I absolutely love a good creamy, salty but slightly sweet satay! This tofu satay is packed with lots of colourful veggies and loaded with protein. It’s gluten free and vegan too!
If you make my tofu satay make sure to tag me on instagram @ohhappyveggie! I absolutely adore seeing your recreations 🙂
Tofu Satay Recipe
- 300g tofu
- 200g rice noodles or rice
- A selection of vegetables – I used 1 pepper, 2 carrots, frozen green beans, 1/2 a courgette. Use whatever you have handy!
- 2 tbsp peanut butter
- 2 tbsp tamari (or soy sauce if not gluten free)
- 2 tbsp maple syrup (or any other liquid sweetener such as agave)
- 2cm fresh ginger (or 2 tsp dry if you don’t have the fresh stuff handy)
- 2 tsp chili powder
- 1 clove of garlic
- Peanuts to garnish
- Firstly drain your tofu, slice the block into narrow strips, wrap in kitchen paper and place it on a plate with something heavy ontop. It needs about 30 minutes to get all the water out.
- Chop all your vegetables, the smaller you chop the quicker they’ll cook. Add them to a wok with boiling water and simmer for about 15 minutes.

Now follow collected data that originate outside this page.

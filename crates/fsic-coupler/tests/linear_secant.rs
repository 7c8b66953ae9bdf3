//! IQN-ILS should recover an exact linear coupling relationship after
//! enough history columns accumulate, since the secant Jacobian becomes
//! exact once the history spans the interface dimension.

use fsic_component::{Lifecycle, ResidualCoupler};
use fsic_coupler::{IqnIls, IqnIlsConfig};
use nalgebra::DVector;

/// A toy "structure solver" response `xt = A * x + b` with `A` invertible.
fn response(x: &DVector<f64>) -> DVector<f64> {
    // A deliberately non-trivial 2x2 linear map.
    let a11 = 0.6;
    let a12 = 0.1;
    let a21 = -0.2;
    let a22 = 0.5;
    DVector::from_row_slice(&[
        a11 * x[0] + a12 * x[1] + 0.3,
        a21 * x[0] + a22 * x[1] - 0.1,
    ])
}

#[test]
fn converges_faster_than_plain_fixed_point_iteration() {
    let mut coupler = IqnIls::new(IqnIlsConfig {
        min_significant: 1e-12,
        omega: 0.05,
    });
    coupler.initialize().unwrap();
    coupler.initializestep().unwrap();

    let mut x = DVector::from_row_slice(&[0.0, 0.0]);
    let mut last_norm = f64::INFINITY;
    let mut iters = 0;
    for k in 0..20 {
        let xt = response(&x);
        let r = &xt - &x;
        coupler.add(&x, &xt).unwrap();
        let norm = r.norm();
        last_norm = norm;
        iters = k + 1;
        if norm < 1e-10 {
            break;
        }
        let dx = coupler.predict(&r).unwrap();
        x += dx;
    }

    assert!(last_norm < 1e-8, "did not converge: residual {last_norm}");
    // Plain fixed-point (Picard) iteration on this map takes well over 20
    // steps to reach 1e-8 given the off-diagonal coupling; IQN-ILS with a
    // full-rank history should do it in a handful once enough columns
    // accumulate to span the 2-D interface.
    assert!(iters < 15, "took {iters} iterations, expected acceleration");
}
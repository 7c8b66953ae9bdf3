//! Error type for the relative-norm convergence monitor.

use fsic_component::ComponentError;
use thiserror::Error;

#[derive(Error, Debug, Clone)]
pub enum ConvergenceError {
    #[error("Contract violation: {what}")]
    ContractViolation { what: &'static str },
}

pub type ConvergenceResult<T> = Result<T, ConvergenceError>;

impl From<ConvergenceError> for ComponentError {
    fn from(e: ConvergenceError) -> Self {
        match e {
            ConvergenceError::ContractViolation { what } => {
                ComponentError::ContractViolation { what }
            }
        }
    }
}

- Meanwhile make your sauce – grate the ginger, mince the garlic, add the peanut butter, maple syrup, tamari and chili to a jug and mix it all together till combined.
- Boil your noodles or rice at this stage
- Slice the tofu into bit size pieces and fry until crispy and golden.
- Add the satay sauce over your vegetables and add in the tofu. Mix everything up and let it infuse together for about 5 minutes. Add more hot water if the sauce is too dry.
- Serve with your noodles or rice and a sprinkle of peanuts to garnish.